Maybe Dr. Braunstein simply has his time periods confused. The population must have been nearly wiped out, just at a later date: when smallpox was in its prime. But when smallpox was, in the 18th century, a leading cause of death in Europe, the population was exploding, going from one hundred to two hundred million people.

OK, so even given the benefit of the doubt about time frames, its clear the assertions regarding the smallpox are complete nonsense; lets then move on to his next claim: that typhoid was conquered thanks to vaccines.

According to the textbook Vaccines (4th edition pages 1060-61):
The highest incidence usually occurs where water supplies serving large populations are contaminated by fecal matter. This situation existed at the end of the 19th century in most large cities in the United States...causing the disease to be highly endemic in large cities. With the introduction of water treatment at the turn of the 20th century...the incidence of typhoid plummeted precipitously in the large cities of the united states
And according to Arthur Allen, a great friend of vaccination and the author of Vaccine: The controversial Story of Medicine's Greatest Lifesaver,
Nationwide, the typhoid death rate declined 99 percent from 1906 to 1936, with little vaccination. P 137
So in reality vaccines had nothing to do with the conquest of typhoid. The assertion is just another erroneous claim advanced to further the cause of vaccination.

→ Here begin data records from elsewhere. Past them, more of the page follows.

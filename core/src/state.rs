// Invalidation state shared by the terrain and tree generators.
//
// Every parameter mutation goes through `mark_dirty`; the owner regenerates
// when it finds the state `Dirty`, bracketing the work with `begin`/`finish`.

#[derive(Debug, Clone, Copy, PartialEq, Eq, Default)]
pub enum GenerationState {
    #[default]
    Dirty,
    Generating,
    Clean,
}

impl GenerationState {
    pub fn mark_dirty(&mut self) {
        *self = GenerationState::Dirty;
    }

    pub fn is_dirty(&self) -> bool {
        matches!(self, GenerationState::Dirty)
    }

    pub fn begin(&mut self) {
        *self = GenerationState::Generating;
    }

    pub fn finish(&mut self) {
        *self = GenerationState::Clean;
    }
}

#[cfg(test)]
mod tests {
    use super::GenerationState;

    #[test]
    fn lifecycle() {
        let mut state = GenerationState::default();
        assert!(state.is_dirty());

        state.begin();
        assert!(!state.is_dirty());
        state.finish();
        assert_eq!(state, GenerationState::Clean);

        state.mark_dirty();
        assert!(state.is_dirty());
    }
}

And now finally, in regards to Braunstein's last claim -- the conquest of the flu --I was not personally aware that the flu had been conquered. But this is of course wonderful news. Please excuse me while I go tell my Walgreens pharmacist.

Before the article ends Dr Braunstein advances one final noteworthy declaration:
And as far as all the scares and controversy about vaccinations lately, let's not confuse sound medical practice with making healthy choices on a visit to Whole Foods, especially since the assumption that vaccines aren't pure and natural is inaccurate.
And on this point I must agree. After all, in France, cave paintings clearly show early humans injecting one another with all types of vaccines. Additionally, the now-extinct trees and bushes on which syringes and vaccines grew are also depicted.

Correcting this shocking degree of institutional ignorance wont be easy, but we at the Vaccine Machine stand ready to do our part by communicating with and educating those blinded by their idealized images of vaccination. So come aboard medical establishment, the lessons are about to begin.